Pull out from the material below all lines with "ConflictReport".

> **Records to process**:
....

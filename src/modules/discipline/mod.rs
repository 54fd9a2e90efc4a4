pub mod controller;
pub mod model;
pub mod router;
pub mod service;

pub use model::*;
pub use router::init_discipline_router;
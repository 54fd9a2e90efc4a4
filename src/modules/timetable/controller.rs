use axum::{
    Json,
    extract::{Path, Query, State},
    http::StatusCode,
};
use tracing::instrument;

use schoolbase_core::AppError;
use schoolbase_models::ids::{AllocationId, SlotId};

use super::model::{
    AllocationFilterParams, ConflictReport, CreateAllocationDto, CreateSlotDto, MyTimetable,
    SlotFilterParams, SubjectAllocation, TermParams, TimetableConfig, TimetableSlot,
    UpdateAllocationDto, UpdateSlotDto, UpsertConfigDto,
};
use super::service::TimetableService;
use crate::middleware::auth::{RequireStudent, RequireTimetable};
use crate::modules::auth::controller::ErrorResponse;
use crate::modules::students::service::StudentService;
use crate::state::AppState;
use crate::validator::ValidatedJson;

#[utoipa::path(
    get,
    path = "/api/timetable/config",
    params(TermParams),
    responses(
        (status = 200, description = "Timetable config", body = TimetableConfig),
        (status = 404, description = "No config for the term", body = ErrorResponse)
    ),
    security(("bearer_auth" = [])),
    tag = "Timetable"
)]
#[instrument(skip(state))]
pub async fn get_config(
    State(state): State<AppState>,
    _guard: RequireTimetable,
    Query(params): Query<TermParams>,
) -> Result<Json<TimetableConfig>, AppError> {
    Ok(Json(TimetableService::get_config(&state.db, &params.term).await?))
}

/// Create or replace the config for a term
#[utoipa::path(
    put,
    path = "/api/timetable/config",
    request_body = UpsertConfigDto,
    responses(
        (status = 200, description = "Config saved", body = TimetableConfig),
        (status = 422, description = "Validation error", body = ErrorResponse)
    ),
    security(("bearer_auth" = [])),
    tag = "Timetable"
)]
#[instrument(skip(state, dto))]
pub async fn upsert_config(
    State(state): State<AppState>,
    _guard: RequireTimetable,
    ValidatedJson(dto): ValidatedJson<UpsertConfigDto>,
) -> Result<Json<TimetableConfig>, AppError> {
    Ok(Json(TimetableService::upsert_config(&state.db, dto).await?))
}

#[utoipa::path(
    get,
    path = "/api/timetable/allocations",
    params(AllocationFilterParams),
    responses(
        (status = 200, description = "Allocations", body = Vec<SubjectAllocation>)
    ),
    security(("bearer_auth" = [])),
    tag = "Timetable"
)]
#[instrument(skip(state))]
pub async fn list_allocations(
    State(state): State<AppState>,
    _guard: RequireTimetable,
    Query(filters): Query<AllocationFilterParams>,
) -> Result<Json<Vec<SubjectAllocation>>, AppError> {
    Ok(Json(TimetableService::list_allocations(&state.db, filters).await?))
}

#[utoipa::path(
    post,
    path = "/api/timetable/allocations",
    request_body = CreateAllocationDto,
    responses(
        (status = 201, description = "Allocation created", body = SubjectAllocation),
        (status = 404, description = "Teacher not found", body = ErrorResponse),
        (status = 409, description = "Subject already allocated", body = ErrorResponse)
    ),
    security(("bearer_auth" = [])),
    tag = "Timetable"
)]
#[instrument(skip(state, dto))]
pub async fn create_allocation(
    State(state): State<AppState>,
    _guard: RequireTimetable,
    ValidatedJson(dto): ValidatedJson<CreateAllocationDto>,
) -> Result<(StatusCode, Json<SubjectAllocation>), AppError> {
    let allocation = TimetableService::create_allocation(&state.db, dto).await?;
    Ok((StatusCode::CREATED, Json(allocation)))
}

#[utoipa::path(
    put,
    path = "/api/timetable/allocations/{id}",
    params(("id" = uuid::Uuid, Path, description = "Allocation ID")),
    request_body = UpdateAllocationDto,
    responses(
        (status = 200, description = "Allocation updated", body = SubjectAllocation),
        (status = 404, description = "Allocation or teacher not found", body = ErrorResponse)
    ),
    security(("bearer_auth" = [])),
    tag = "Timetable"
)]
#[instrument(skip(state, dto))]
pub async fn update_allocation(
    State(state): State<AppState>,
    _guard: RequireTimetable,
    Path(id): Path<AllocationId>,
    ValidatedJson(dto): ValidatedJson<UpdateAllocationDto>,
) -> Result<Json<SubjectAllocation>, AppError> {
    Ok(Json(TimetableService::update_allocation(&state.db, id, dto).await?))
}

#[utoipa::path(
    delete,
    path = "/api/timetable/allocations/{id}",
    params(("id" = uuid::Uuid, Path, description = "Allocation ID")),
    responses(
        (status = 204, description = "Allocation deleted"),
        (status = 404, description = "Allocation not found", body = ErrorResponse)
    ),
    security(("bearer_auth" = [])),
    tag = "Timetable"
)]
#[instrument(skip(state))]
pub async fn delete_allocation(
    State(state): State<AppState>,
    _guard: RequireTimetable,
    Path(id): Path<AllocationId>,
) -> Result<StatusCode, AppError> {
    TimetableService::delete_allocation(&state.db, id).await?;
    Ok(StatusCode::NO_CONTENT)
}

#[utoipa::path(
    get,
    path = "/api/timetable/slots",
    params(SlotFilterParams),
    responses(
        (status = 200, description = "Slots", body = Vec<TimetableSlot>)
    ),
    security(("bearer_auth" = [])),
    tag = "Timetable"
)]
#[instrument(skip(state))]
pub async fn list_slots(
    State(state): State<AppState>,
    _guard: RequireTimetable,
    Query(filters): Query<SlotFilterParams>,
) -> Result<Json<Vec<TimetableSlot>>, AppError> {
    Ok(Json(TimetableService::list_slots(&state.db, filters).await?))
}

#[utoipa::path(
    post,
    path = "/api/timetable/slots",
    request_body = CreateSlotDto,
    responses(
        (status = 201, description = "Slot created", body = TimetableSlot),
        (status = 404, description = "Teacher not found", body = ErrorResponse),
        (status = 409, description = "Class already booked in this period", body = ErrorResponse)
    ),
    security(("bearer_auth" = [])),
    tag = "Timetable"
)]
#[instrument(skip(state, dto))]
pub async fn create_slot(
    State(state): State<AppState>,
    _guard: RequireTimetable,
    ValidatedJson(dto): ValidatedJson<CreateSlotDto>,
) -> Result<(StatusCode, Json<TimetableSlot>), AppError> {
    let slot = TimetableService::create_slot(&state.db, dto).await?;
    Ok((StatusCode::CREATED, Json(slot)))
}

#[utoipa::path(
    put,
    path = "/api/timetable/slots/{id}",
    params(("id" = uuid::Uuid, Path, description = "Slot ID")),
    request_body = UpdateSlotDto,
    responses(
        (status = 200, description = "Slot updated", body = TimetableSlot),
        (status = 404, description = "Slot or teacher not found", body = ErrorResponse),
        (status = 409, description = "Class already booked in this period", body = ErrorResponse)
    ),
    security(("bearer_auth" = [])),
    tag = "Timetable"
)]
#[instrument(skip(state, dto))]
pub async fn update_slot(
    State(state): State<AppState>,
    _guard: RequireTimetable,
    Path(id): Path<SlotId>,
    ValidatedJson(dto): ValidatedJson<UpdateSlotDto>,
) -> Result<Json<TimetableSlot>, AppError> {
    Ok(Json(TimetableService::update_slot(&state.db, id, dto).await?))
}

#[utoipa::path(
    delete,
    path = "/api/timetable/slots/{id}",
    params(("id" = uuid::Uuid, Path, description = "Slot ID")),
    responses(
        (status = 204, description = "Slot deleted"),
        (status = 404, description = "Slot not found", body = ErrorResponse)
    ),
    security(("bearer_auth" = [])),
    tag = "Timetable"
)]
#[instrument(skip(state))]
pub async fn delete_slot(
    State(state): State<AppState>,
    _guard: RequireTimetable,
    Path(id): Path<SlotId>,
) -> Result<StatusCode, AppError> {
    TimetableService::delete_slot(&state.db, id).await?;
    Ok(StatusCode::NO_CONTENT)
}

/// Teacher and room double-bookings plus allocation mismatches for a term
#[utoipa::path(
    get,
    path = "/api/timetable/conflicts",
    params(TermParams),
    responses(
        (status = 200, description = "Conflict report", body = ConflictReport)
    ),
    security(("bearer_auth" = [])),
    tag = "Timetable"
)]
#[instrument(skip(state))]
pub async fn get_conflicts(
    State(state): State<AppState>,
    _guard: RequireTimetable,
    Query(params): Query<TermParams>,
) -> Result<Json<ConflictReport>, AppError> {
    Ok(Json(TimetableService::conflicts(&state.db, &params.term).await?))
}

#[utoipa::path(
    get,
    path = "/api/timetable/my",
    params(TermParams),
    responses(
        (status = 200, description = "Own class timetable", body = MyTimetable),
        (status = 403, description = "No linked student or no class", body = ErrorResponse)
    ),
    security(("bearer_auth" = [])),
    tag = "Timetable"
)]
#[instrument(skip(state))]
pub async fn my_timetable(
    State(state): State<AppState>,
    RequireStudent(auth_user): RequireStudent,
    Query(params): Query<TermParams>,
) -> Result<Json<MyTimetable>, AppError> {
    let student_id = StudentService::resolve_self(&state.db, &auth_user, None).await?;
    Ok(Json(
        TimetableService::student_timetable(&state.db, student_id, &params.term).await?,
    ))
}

....

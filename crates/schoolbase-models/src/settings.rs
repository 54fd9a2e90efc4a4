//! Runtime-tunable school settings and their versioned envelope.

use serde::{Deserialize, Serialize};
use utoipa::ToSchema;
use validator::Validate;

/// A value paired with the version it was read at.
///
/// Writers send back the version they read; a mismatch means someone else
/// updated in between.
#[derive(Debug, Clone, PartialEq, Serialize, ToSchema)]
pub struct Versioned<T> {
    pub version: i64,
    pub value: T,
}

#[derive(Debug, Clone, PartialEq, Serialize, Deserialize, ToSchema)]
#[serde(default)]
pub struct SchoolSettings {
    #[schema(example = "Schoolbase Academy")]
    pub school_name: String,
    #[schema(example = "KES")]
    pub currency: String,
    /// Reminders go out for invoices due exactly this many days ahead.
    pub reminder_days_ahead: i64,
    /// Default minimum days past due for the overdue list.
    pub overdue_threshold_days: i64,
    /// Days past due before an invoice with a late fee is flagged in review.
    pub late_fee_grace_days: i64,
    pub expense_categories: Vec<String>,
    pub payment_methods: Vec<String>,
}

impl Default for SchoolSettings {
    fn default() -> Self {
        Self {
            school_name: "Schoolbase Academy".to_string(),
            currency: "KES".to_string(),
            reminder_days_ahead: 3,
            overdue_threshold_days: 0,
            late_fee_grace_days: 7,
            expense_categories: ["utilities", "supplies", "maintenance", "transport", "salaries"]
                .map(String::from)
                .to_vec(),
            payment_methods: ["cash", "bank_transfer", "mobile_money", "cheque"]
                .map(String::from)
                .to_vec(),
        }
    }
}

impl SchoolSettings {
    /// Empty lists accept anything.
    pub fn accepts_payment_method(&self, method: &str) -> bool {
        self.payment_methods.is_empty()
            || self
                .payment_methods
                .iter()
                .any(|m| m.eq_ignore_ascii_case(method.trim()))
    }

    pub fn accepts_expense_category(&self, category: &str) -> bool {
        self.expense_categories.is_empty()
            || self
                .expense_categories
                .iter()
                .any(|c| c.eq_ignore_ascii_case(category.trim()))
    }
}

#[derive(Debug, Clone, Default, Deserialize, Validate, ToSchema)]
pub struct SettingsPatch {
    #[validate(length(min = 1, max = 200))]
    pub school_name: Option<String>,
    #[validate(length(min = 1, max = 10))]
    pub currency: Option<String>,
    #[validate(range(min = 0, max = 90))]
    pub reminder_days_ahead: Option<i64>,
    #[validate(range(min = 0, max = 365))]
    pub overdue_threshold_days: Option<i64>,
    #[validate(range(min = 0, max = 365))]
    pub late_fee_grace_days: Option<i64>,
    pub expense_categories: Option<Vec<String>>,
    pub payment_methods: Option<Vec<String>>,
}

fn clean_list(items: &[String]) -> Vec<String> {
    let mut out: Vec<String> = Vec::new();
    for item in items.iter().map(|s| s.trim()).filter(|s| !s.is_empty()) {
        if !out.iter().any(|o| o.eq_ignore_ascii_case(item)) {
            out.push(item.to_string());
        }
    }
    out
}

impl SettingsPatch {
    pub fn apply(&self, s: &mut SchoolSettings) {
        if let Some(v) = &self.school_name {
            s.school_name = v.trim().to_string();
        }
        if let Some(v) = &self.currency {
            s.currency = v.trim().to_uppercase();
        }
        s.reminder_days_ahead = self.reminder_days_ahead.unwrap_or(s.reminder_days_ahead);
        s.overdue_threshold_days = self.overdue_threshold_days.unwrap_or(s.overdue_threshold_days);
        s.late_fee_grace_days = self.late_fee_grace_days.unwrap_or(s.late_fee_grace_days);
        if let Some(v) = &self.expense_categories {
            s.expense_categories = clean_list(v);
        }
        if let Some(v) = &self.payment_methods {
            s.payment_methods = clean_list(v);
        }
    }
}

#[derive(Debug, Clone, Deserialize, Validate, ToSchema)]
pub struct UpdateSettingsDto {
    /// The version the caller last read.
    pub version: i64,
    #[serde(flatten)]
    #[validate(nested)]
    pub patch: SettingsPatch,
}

....

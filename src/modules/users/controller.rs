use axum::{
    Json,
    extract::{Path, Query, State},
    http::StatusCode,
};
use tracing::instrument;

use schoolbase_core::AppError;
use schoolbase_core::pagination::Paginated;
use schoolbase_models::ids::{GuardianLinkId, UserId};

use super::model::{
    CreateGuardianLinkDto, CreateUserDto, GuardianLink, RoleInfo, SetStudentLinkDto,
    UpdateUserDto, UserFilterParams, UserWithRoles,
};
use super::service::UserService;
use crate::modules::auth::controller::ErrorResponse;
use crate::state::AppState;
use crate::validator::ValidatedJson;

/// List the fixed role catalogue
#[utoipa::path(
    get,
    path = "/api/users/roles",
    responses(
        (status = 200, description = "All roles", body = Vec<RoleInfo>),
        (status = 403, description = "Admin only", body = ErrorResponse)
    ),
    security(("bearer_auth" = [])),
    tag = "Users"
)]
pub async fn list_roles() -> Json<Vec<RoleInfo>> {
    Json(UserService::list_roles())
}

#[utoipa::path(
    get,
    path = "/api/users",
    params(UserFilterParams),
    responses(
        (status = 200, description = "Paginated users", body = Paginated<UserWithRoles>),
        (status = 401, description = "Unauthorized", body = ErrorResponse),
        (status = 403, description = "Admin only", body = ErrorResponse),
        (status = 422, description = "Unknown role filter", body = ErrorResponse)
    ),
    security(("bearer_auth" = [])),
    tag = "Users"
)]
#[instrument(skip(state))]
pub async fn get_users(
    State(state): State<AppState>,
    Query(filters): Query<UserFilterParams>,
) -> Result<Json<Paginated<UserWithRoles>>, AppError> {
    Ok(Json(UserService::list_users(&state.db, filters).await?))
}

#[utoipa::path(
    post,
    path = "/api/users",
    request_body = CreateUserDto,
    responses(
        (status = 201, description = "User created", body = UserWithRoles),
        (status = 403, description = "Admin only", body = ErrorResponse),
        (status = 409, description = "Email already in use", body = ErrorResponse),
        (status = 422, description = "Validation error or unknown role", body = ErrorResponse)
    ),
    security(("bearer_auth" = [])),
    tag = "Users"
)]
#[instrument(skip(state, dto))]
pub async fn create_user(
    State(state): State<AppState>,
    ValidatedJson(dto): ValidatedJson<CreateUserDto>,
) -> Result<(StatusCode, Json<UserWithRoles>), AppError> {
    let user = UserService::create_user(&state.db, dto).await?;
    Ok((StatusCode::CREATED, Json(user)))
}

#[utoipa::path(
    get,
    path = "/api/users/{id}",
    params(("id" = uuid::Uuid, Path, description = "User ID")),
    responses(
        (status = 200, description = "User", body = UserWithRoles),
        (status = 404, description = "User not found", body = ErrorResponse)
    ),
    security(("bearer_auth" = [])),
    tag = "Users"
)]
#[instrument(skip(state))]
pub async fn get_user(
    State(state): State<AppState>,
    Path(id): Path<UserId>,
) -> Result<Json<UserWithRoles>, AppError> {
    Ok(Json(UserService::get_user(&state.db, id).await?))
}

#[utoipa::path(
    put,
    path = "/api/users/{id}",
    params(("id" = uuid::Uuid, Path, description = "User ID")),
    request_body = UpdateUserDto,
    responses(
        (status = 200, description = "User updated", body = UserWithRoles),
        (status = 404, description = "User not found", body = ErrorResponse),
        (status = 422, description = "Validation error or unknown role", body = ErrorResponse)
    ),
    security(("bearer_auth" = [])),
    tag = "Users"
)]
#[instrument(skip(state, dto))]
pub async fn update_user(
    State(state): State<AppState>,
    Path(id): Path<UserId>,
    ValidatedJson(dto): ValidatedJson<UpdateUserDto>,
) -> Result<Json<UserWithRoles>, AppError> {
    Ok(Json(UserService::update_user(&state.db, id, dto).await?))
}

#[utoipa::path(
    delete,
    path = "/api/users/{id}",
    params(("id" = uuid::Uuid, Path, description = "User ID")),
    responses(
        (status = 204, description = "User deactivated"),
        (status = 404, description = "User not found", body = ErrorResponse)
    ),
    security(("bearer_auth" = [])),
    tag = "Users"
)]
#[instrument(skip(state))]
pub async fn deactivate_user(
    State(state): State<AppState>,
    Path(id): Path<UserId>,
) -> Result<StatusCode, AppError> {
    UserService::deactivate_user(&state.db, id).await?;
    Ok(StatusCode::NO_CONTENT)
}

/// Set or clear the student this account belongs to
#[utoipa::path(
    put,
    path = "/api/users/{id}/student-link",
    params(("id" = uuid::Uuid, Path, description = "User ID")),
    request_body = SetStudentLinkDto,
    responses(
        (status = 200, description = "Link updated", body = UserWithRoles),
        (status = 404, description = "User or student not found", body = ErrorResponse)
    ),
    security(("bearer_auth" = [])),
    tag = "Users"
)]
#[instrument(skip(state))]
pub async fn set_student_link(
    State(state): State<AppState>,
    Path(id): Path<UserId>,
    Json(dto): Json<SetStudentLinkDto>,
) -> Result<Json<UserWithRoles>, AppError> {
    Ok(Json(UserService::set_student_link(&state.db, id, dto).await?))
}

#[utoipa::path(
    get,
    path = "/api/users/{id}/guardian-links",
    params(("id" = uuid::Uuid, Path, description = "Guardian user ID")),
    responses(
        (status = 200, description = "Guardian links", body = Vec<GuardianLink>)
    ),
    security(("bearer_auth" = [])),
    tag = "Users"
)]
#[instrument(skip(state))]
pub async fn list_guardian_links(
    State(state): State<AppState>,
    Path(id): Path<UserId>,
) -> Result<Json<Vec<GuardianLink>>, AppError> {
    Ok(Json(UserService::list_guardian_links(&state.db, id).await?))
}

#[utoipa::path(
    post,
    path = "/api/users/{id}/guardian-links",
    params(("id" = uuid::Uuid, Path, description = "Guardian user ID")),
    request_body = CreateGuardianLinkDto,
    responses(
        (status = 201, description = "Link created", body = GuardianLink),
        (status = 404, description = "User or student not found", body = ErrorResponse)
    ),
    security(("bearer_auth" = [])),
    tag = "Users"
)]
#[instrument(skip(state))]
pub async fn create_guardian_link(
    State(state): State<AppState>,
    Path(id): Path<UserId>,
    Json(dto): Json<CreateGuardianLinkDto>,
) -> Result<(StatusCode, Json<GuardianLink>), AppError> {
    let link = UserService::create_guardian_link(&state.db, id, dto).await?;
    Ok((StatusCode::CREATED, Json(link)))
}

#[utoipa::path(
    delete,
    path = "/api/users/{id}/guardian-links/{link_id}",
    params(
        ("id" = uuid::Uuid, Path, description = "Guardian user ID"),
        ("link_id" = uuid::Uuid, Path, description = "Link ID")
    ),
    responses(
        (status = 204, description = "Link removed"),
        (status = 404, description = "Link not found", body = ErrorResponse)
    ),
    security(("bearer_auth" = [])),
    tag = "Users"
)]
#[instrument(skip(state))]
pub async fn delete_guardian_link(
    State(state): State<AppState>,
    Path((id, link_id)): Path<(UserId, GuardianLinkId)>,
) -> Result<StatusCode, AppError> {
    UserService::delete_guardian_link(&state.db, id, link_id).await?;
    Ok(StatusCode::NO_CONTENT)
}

....

> **Answer to the problem**:
    AllocationFilterParams, ConflictReport, CreateAllocationDto, CreateSlotDto, MyTimetable,
        (status = 200, description = "Conflict report", body = ConflictReport)
) -> Result<Json<ConflictReport>, AppError> {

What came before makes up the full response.